И он, перевернувшись на другой бок, через мгновение снова начал сладко похрапывать.

Миромари позвали к завтраку за общий стол. Миринэ не поднимала на неё глаз, и душу женщины-кошки обдало дыханием зимы... Неужели тот поцелуй испортил всё настолько безнадёжно? Неужели он отпугнул девушку? Белогорянка изнывала от желания поскорее выяснить это, но встретиться с Миринэ с глазу на глаз ей всё никак не удавалось. Соседи Темгура, словно сговорившись, зазывали доблестную кошку-воительницу к себе в гости, и отказ расценивался как смертельное оскорбление. Везде желали её видеть и слушать её рассказы о Белых горах. Это была ещё одна небольшая слабость здешних людей, кроме застолий: они любили слушать истории – интересные, познавательные и хорошо рассказанные. Ну, а если обе радости совмещались – иными словами, сказания велись во время застолья, щедро сдобренные угощением и перемежаемые кубками с вином, – это вообще верх удовольствия. Белые горы, как известно, были неиссякаемым предметом для обсуждения. Когда Миромари поднесли огромный кубок с вином, она поняла, что крепко влипла.

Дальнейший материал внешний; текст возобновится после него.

impl DeviceLink {
    /// Create a link and start collecting frames from `device`
    pub fn new(device: Device, config: LinkConfig) -> Self {
        let frames = frame_reader(&device, config.framing_policy);
        Self {
            baud_rate: AtomicU32::new(device.baud_rate()),
            device,
            config,
            sync_stub_detected: AtomicBool::new(false),
            frames: Arc::new(tokio::sync::Mutex::new(frames)),
            reads: Arc::new(Mutex::new(ReadState::default())),
        }
    }

    pub fn device(&self) -> &Device {
        &self.device
    }

    pub fn config(&self) -> &LinkConfig {
        &self.config
    }

    pub fn baud_rate(&self) -> u32 {
        self.baud_rate.load(Ordering::SeqCst)
    }

    /// Stub flag recorded by the last [`sync`](Self::sync)
    pub fn sync_stub_detected(&self) -> bool {
        self.sync_stub_detected.load(Ordering::SeqCst)
    }

    fn read_state(&self) -> Result<MutexGuard<'_, ReadState>, ProtocolError> {
        self.reads
            .lock()
            .map_err(|_| ProtocolError::IllegalState("read state lock poisoned".to_string()))
    }

    /// Reopen the port at `baud_rate` and start a fresh frame reader
    pub async fn open(&self, baud_rate: u32) -> Result<(), ProtocolError> {
        {
            let mut reads = self.read_state()?;
            if let Some(pending) = reads.pending.take() {
                pending.task.abort();
            }
            reads.orphan = None;
        }
        self.device.reopen(baud_rate).await?;
        *self.frames.lock().await = frame_reader(&self.device, self.config.framing_policy);
        self.baud_rate.store(baud_rate, Ordering::SeqCst);
        info!("Bootloader link open at {} baud", baud_rate);
        Ok(())
    }

    /// Bring the chip into the bootloader according to `mode`
    ///
    /// Returns the sync outcome unless `mode` skips syncing.
    pub async fn connect(&self, mode: ConnectionMode) -> Result<Option<SyncOutcome>, ProtocolError> {
        match mode {
            ConnectionMode::DefaultReset => {
                self.enter_download_mode().await?;
                self.sync().await.map(Some)
            }
            ConnectionMode::NoReset => {
                warn!(
                    "Pre-connection option {:?} was selected. Connection may fail if the chip is not in bootloader or flasher stub mode",
                    mode
                );
                self.sync().await.map(Some)
            }
            ConnectionMode::NoResetNoSync => {
                warn!(
                    "Pre-connection option {:?} was selected. Connection may fail if the chip is not in bootloader or flasher stub mode",
                    mode
                );
                Ok(None)
            }
        }
    }

    /// Pulse DTR/RTS to reset the chip into its serial bootloader
    pub async fn enter_download_mode(&self) -> Result<(), ProtocolError> {
        debug!("Resetting into download mode");
        self.device
            .set_signals(Signals::default().with_dtr(false).with_rts(true))?;
        tokio::time::sleep(Duration::from_millis(100)).await;
        self.device
            .set_signals(Signals::default().with_dtr(true).with_rts(false))?;
        tokio::time::sleep(Duration::from_millis(50)).await;
        self.device.set_signals(Signals::default().with_dtr(false))
    }

    /// Pulse RTS to reset the chip into its application
    pub async fn exit_download_mode(&self) -> Result<(), ProtocolError> {
        debug!("Resetting out of download mode");
        self.device.set_signals(Signals::default().with_rts(true))?;
        tokio::time::sleep(Duration::from_millis(200)).await;
        self.device.set_signals(Signals::default().with_rts(false))
    }

    /// Read one decoded frame
    ///
    /// Joins the pending read if there is one. With no read pending, an
    /// orphaned result from an earlier timed-out read is returned first.
    pub async fn read_one(&self, timeout: Duration) -> ReadResult {
        let (id, mut rx) = {
            let mut reads = self.read_state()?;
            match reads.pending.as_ref() {
                Some(pending) => (pending.id, pending.rx.clone()),
                None => {
                    if let Some((_, orphan)) = reads.orphan.take() {
                        warn!("Orphaned result found: {:02x?}", orphan);
                        return orphan;
                    }
                    let id = reads.next_id;
                    reads.next_id += 1;
                    let (tx, rx) = watch::channel(None);
                    let task = tokio::spawn(read_frame(
                        self.frames.clone(),
                        self.reads.clone(),
                        id,
                        tx,
                    ));
                    reads.pending = Some(PendingRead {
                        id,
                        rx: rx.clone(),
                        task,
                    });
                    (id, rx)
                }
            }
        };

        let result = match tokio::time::timeout(timeout, rx.wait_for(Option::is_some)).await {
            Err(_) => {
                trace!("Read {} still pending after {:?}", id, timeout);
                return Err(ProtocolError::Timeout);
            }
            Ok(Err(_)) => Err(ProtocolError::Transport("pending read abandoned".to_string())),
            Ok(Ok(value)) => (*value)
                .clone()
                .unwrap_or_else(|| Err(ProtocolError::Transport("empty read result".to_string()))),
        };

        // Delivered to a waiting caller, so it is not an orphan
        let mut reads = self.read_state()?;
        if matches!(reads.orphan, Some((orphan_id, _)) if orphan_id == id) {
            reads.orphan = None;
        }
        result
    }

    async fn exchange(
        &self,
        op: Option<BootloaderCommand>,
        data: &[u8],
        checksum: u32,
        wait_response: bool,
        timeout: Duration,
    ) -> Result<Option<Vec<u8>>, ProtocolError> {
        if let Some(op) = op {
            let frame = build_command(op, data, checksum)?;
            trace!("TX {} ({} payload bytes)", op, data.len());
            self.device.write(&frame).await?;
        }
        if !wait_response {
            return Ok(None);
        }
        self.read_one(timeout).await.map(Some)
    }

    /// Send a command and optionally wait for its response
    ///
    /// With `op` set to `None` nothing is written and one more response is
    /// read, which is how sync collects repeated echoes. Without
    /// `wait_response` nothing is read, so `None` with no wait does nothing.
    pub async fn command(
        &self,
        op: Option<BootloaderCommand>,
        data: &[u8],
        checksum: u32,
        wait_response: bool,
        timeout: Duration,
    ) -> Result<Option<ResponsePacket>, ProtocolError> {
        match self.exchange(op, data, checksum, wait_response, timeout).await? {
            Some(frame) => parse_response(&frame),
            None => Ok(None),
        }
    }

    /// Send a command with the default timeout for its opcode
    pub async fn execute(
        &self,
        op: BootloaderCommand,
        data: &[u8],
    ) -> Result<Option<ResponsePacket>, ProtocolError> {
        self.command(Some(op), data, 0, op.expects_response(), self.timeout_for(op))
            .await
    }

    /// Send a command and validate the status bytes of its response
    pub async fn check_command(
        &self,
        description: &str,
        op: Option<BootloaderCommand>,
        data: &[u8],
        checksum: u32,
    ) -> Result<CheckResult, ProtocolError> {
        let timeout = op
            .map(|op| self.timeout_for(op))
            .unwrap_or_else(|| self.config.default_timeout());
        let frame = self
            .exchange(op, data, checksum, true, timeout)
            .await?
            .ok_or_else(|| ProtocolError::InvalidResponse(format!("no response to {}", description)))?;

        let Some(response) = parse_response(&frame)? else {
            let status = frame
                .len()
                .checked_sub(STATUS_BYTES_LENGTH)
                .filter(|&start| start >= HEADER_LEN)
                .map(|start| frame[start..].to_vec())
                .unwrap_or_default();
            return Err(ProtocolError::DeviceError {
                command: description.to_string(),
                status,
            });
        };

        match response.status_bytes() {
            Some(status) if status[0] == 0 => {
                if data.len() > STATUS_BYTES_LENGTH {
                    Ok(CheckResult::Data(response.payload().to_vec()))
                } else {
                    Ok(CheckResult::Value(response.value))
                }
            }
            Some(status) => Err(ProtocolError::DeviceError {
                command: description.to_string(),
                status: status.to_vec(),
            }),
            None => Err(ProtocolError::InvalidResponse(format!(
                "response to {} carries no status bytes",
                description
            ))),
        }
    }

    /// Sync with the bootloader
    ///
    /// Sends the sync command, then reads the configured number of further
    /// echoes. Individual probe failures are logged and skipped; only the
    /// final stub flag is meaningful.
    pub async fn sync(&self) -> Result<SyncOutcome, ProtocolError> {
        if !self.device.is_connected() {
            return Err(ProtocolError::NotConnected);
        }
        debug!("Running sync");
        let timeout = self.config.sync_timeout();
        let mut outcome = SyncOutcome::default();

        match self
            .command(Some(BootloaderCommand::Sync), &sync_payload(), 0, true, timeout)
            .await
        {
            Ok(Some(response)) => outcome.record(&response),
            Ok(None) => debug!("Sync answered with failure status"),
            Err(e) => debug!("Sync probe failed: {}", e),
        }

        for probe in 0..self.config.sync_probes {
            match self.command(None, &[], 0, true, timeout).await {
                Ok(Some(response)) => outcome.record(&response),
                Ok(None) => debug!("Sync probe {} answered with failure status", probe),
                Err(e) => debug!("Sync probe {} failed: {}", probe, e),
            }
        }

        self.sync_stub_detected
            .store(outcome.stub_detected, Ordering::SeqCst);
        debug!(
            "Sync done: {} responses, stub detected: {}",
            outcome.responses, outcome.stub_detected
        );
        Ok(outcome)
    }

    /// Read a 32-bit register
    pub async fn read_reg(&self, address: u32) -> Result<u32, ProtocolError> {
        let packet = PacketBuilder::new(BootloaderCommand::ReadReg)
            .u32_le(address)
            .build();
        let response = self
            .execute(packet.opcode, &packet.payload)
            .await?
            .ok_or_else(|| ProtocolError::DeviceError {
                command: format!("read register {:#010x}", address),
                status: Vec::new(),
            })?;
        Ok(response.value)
    }

    /// Write a 32-bit register under `mask`, waiting `delay_us` afterwards
    pub async fn write_reg(
        &self,
        address: u32,
        value: u32,
        mask: u32,
        delay_us: u32,
    ) -> Result<(), ProtocolError> {
        let packet = PacketBuilder::new(BootloaderCommand::WriteReg)
            .u32_le(address)
            .u32_le(value)
            .u32_le(mask)
            .u32_le(delay_us)
            .build();
        self.check_command(
            "write target memory",
            Some(packet.opcode),
            &packet.payload,
            packet.checksum,
        )
        .await?;
        Ok(())
    }

    fn timeout_for(&self, op: BootloaderCommand) -> Duration {
        match op {
            BootloaderCommand::Sync => self.config.sync_timeout(),
            BootloaderCommand::EraseFlash
            | BootloaderCommand::EraseRegion
            | BootloaderCommand::SpiFlashMd5 => op.timeout(),
            _ => self.config.default_timeout(),
        }
    }
}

Едва успев прийти в себя после похорон Нугрура, женщина-кошка оказалась вовлечена в длинную череду продолжений поминок по своему другу. Это была какая-то безумная круговерть из застольных речей, пространных и замысловатых, после которых кубок следовало осушить до дна; по окончании очередной речи всё внимание обращалось на гостью. Она рассказывала всё, что знала, щедро разворачивая перед благодарными слушателями полотно белогорской жизни. Деяния княгинь, искусство мастериц-оружейниц, былины о древних временах, предания охотниц-китобоев белогорского Севера, война с Навью – всего не счесть! Горячительное на первых порах помогало красноречию: мысль сверкала молнией, слова летели птицами, но после некоторого количества кубков язык начинал спотыкаться, а извилины тяжелели и слипались. Впрочем, мастерство застолья в Солнечных горах было поставлено умело. Видя, что гостья хмелеет больше, чем нужно для приятного времяпрепровождения, её отправляли немного проспаться, а потом снова сажали к столу. Если бы не отвар яснень-травы на воде из Тиши, помогавший протрезветь и справиться с последствиями опьянения, неизвестно, чем бы всё это кончилось для Миромари.

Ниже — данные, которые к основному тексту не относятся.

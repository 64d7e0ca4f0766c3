//! PostgreSQL repository implementations.

use async_trait::async_trait;
use chrono::Utc;
use sea_orm::{
    ActiveModelTrait, ColumnTrait, EntityTrait, PaginatorTrait, QueryFilter, QueryOrder, Set,
    Unchanged,
};

use quill_core::domain::{
    AUTHOR_ID, Author, AuthorPatch, Category, CategoryName, NewAuthor, NewPost, Post, PostDetail,
    PostPage, PostQuery,
};
use quill_core::error::RepoError;
use quill_core::ports::{AuthorRepository, CategoryRepository, PostRepository};

use super::entity::author::{self, Entity as AuthorEntity};
use super::entity::category::{self, Entity as CategoryEntity};
use super::entity::post::{self, Entity as PostEntity};
use super::post_query::{self, PostDetailRow};
use super::postgres_base::{PostgresBaseRepository, map_db_err, none_if_not_updated};

/// PostgreSQL post repository.
pub type PostgresPostRepository = PostgresBaseRepository<PostEntity>;

/// PostgreSQL category repository.
pub type PostgresCategoryRepository = PostgresBaseRepository<CategoryEntity>;

/// PostgreSQL author repository.
pub type PostgresAuthorRepository = PostgresBaseRepository<AuthorEntity>;

#[async_trait]
impl PostRepository for PostgresPostRepository {
    async fn list(&self, query: &PostQuery) -> Result<PostPage, RepoError> {
        tracing::debug!(
            page = query.page.page,
            limit = query.page.limit,
            category = ?query.category,
            keyword = ?query.keyword,
            "Listing posts"
        );

        // Two independent statements; a write in between can skew the total.
        let rows = post_query::page_window(query)
            .into_model::<PostDetailRow>()
            .all(self.conn())
            .await
            .map_err(map_db_err)?;

        let total = post_query::filtered_posts(query)
            .count(self.conn())
            .await
            .map_err(map_db_err)?;

        Ok(PostPage::new(
            rows.into_iter().map(Into::into).collect(),
            total,
            query.page,
        ))
    }

    async fn find_by_id(&self, id: i32) -> Result<Option<PostDetail>, RepoError> {
        tracing::debug!(post_id = id, "Finding post");

        let row = post_query::post_detail(id)
            .into_model::<PostDetailRow>()
            .one(self.conn())
            .await
            .map_err(map_db_err)?;

        Ok(row.map(Into::into))
    }

    async fn create(&self, post: NewPost) -> Result<Post, RepoError> {
        let model = post::ActiveModel::from_new_post(post, Utc::now().into())
            .insert(self.conn())
            .await
            .map_err(map_db_err)?;

        Ok(model.into())
    }

    async fn update(&self, id: i32, post: NewPost) -> Result<Option<Post>, RepoError> {
        if self.find_model(id).await?.is_none() {
            return Ok(None);
        }

        let mut active = post::ActiveModel::from_new_post(post, Utc::now().into());
        active.id = Unchanged(id);

        Ok(none_if_not_updated(active.update(self.conn()).await)?.map(Into::into))
    }

    async fn delete(&self, id: i32) -> Result<bool, RepoError> {
        if self.find_model(id).await?.is_none() {
            return Ok(false);
        }

        self.delete_model(id).await
    }
}

#[async_trait]
impl CategoryRepository for PostgresCategoryRepository {
    async fn list(&self) -> Result<Vec<Category>, RepoError> {
        let result = CategoryEntity::find()
            .order_by_asc(category::Column::Id)
            .all(self.conn())
            .await
            .map_err(map_db_err)?;

        Ok(result.into_iter().map(Into::into).collect())
    }

    async fn create(&self, name: CategoryName) -> Result<Category, RepoError> {
        let model = category::ActiveModel {
            name: Set(name.into_inner()),
            ..Default::default()
        }
        .insert(self.conn())
        .await
        .map_err(map_db_err)?;

        Ok(model.into())
    }

    async fn rename(&self, id: i32, name: CategoryName) -> Result<Option<Category>, RepoError> {
        let active = category::ActiveModel {
            id: Unchanged(id),
            name: Set(name.into_inner()),
        };

        Ok(none_if_not_updated(active.update(self.conn()).await)?.map(Into::into))
    }

    async fn delete(&self, id: i32) -> Result<Option<Category>, RepoError> {
        let Some(model) = self.find_model(id).await? else {
            return Ok(None);
        };

        if !self.delete_model(id).await? {
            return Ok(None);
        }

        Ok(Some(model.into()))
    }
}

#[async_trait]
impl AuthorRepository for PostgresAuthorRepository {
    async fn get(&self) -> Result<Option<Author>, RepoError> {
        Ok(self.find_model(AUTHOR_ID).await?.map(Into::into))
    }

    async fn username_exists(&self, username: &str) -> Result<bool, RepoError> {
        tracing::debug!(username, "Checking author username");

        let existing = AuthorEntity::find()
            .filter(author::Column::Username.eq(username))
            .one(self.conn())
            .await
            .map_err(map_db_err)?;

        Ok(existing.is_some())
    }

    async fn create(&self, author: NewAuthor) -> Result<Author, RepoError> {
        let model = author::ActiveModel::from(author)
            .insert(self.conn())
            .await
            .map_err(map_db_err)?;

        Ok(model.into())
    }

    async fn update(&self, patch: AuthorPatch) -> Result<Option<Author>, RepoError> {
        let active = author::ActiveModel::from_patch(AUTHOR_ID, patch);
        Ok(none_if_not_updated(active.update(self.conn()).await)?.map(Into::into))
    }
}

Эти посиделки не были легкомысленно весёлыми: задуманные как небольшие ответвления всеобщих поминок по Нугруру, они изобиловали речами, восхвалявшими воина-героя. За столами не звучал неуместный в этом случае смех, гости не плясали, но пели много героических песен, посвящённых ратным подвигам солнечногорского народа. Каждый второй солнечногорец обладал великолепным голосом, да что там каждый второй! В кого ни ткни, непременно попадёшь в замечательного певца или певицу.

– В этом наши народы очень похожи, – сказала Миромари. – Белогорская земля тоже изобилует песнями.

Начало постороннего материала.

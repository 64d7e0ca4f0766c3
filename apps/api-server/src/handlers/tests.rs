//! Route-level tests against a mocked database.

use std::collections::BTreeMap;

use actix_web::{App, http::StatusCode, test, web};
use sea_orm::prelude::DateTimeWithTimeZone;
use sea_orm::{DatabaseBackend, DatabaseConnection, DbErr, MockDatabase, MockExecResult, Value};
use serde_json::{Value as Json, json};

use quill_infra::DbPool;
use quill_infra::database::entity::{author, category, post};

use super::{configure_routes, json_config, not_found, query_config};
use crate::state::AppState;

macro_rules! init_app {
    ($db:expr) => {
        test::init_service(
            App::new()
                .app_data(web::Data::new(AppState::new(DbPool::from_conn($db))))
                .app_data(json_config())
                .app_data(query_config())
                .configure(configure_routes)
                .default_service(web::to(not_found)),
        )
        .await
    };
}

fn empty_db() -> DatabaseConnection {
    MockDatabase::new(DatabaseBackend::Postgres).into_connection()
}

fn posted_at() -> DateTimeWithTimeZone {
    "2024-09-12T08:30:00+07:00".parse().unwrap()
}

fn post_model(id: i32, title: &str) -> post::Model {
    post::Model {
        id,
        title: title.to_owned(),
        image: "https://img.example/cat.png".to_owned(),
        category_id: 1,
        description: "About cats".to_owned(),
        content: "Cats sleep a lot.".to_owned(),
        date: posted_at(),
        status_id: 2,
    }
}

fn detail_row(id: i32) -> BTreeMap<&'static str, Value> {
    BTreeMap::from([
        ("id", Value::from(id)),
        ("title", Value::from(format!("Post {}", id))),
        ("image", Value::from("https://img.example/cat.png")),
        ("category_id", Value::from(1)),
        ("category", Value::from("Cat")),
        ("description", Value::from("About cats")),
        ("content", Value::from("Cats sleep a lot.")),
        ("date", Value::from(posted_at())),
        ("status_id", Value::from(2)),
        ("status", Value::from("publish")),
        ("likes_count", Value::BigInt(Some(1))),
    ])
}

fn author_model() -> author::Model {
    author::Model {
        id: 1,
        username: "writer".to_owned(),
        email: "writer@example.com".to_owned(),
        name: Some("Writer".to_owned()),
        bio: None,
        img_url: None,
        password: String::new(),
    }
}

fn post_body() -> Json {
    json!({
        "title": "Cats",
        "image": "https://img.example/cat.png",
        "category_id": 1,
        "description": "About cats",
        "content": "Cats sleep a lot.",
        "status_id": 2
    })
}

#[actix_web::test]
async fn root_reports_liveness() {
    let app = init_app!(empty_db());

    let resp = test::call_service(&app, test::TestRequest::get().uri("/").to_request()).await;
    assert_eq!(resp.status(), StatusCode::OK);

    let body = test::read_body(resp).await;
    assert_eq!(body, "API is running");
}

#[actix_web::test]
async fn unmatched_route_is_plain_not_found() {
    let app = init_app!(empty_db());

    let req = test::TestRequest::get().uri("/profiles").to_request();
    let resp = test::call_service(&app, req).await;
    assert_eq!(resp.status(), StatusCode::NOT_FOUND);

    let body = test::read_body(resp).await;
    assert_eq!(body, "Not found...");
}

#[actix_web::test]
async fn list_posts_returns_pagination_envelope() {
    let db = MockDatabase::new(DatabaseBackend::Postgres)
        .append_query_results([vec![detail_row(3), detail_row(2)]])
        .append_query_results([vec![BTreeMap::from([(
            "num_items",
            Value::BigInt(Some(5)),
        )])]])
        .into_connection();
    let app = init_app!(db);

    let req = test::TestRequest::get()
        .uri("/posts?page=2&limit=2")
        .to_request();
    let body: Json = test::call_and_read_body_json(&app, req).await;

    assert_eq!(body["totalPosts"], 5);
    assert_eq!(body["totalPages"], 3);
    assert_eq!(body["currentPage"], 2);
    assert_eq!(body["limit"], 2);
    assert_eq!(body["nextPage"], 3);
    assert_eq!(body["posts"].as_array().unwrap().len(), 2);
    assert_eq!(body["posts"][0]["likes_count"], 1);
}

Разумеется, её попросили исполнить что-нибудь. Женщине-кошке пришлось вспомнить все песни, какие она только знала; после каждой из них белогорянка вкратце переводила, о чём там говорилось.

Урожай был собран, полевые работы закончены, а значит, люди имели полное право отдохнуть. Переходя с одних посиделок на новые, Миромари узнавала одни и те же лица, которые кочевали от одного стола к другому. Дядя Нурги был как раз из таких завсегдатаев. Всюду его принимали с почётом и просили сказать речь. Уж что что, а речи произносить дядя Нурги умел, равно как и рассказать хорошую историю. И неважно, что некоторые из них повторялись по седьмому разу – всё равно его слушали с удовольствием и щедро угощали.

Миромари уже потеряла счёт дням... или месяцам? Отпаиваясь отваром яснень-травы, чтобы прийти в себя после очередной пирушки, женщина-кошка лежала на сеновале и ломала голову над тем, как бы выкарабкаться из этой хлебосольной западни, чтоб и приличия соблюсти, и никого не обидеть. Может, придумать какое-то срочное дело? В конце концов, отпуск ей давали не навечно, в полку её уже, наверно, давно хватились. Но вот беда: любые попытки заикнуться об этом, увы, не срабатывали. Ей хором начинали обещать, что отпросят её у начальства ещё хоть на целый год и всё уладят наилучшим образом, и вот – она уже сидела у какого-нибудь дяди Батула или дяди Таргела, познавая на собственном опыте и собственной печени все тонкости солнечногорского застолья.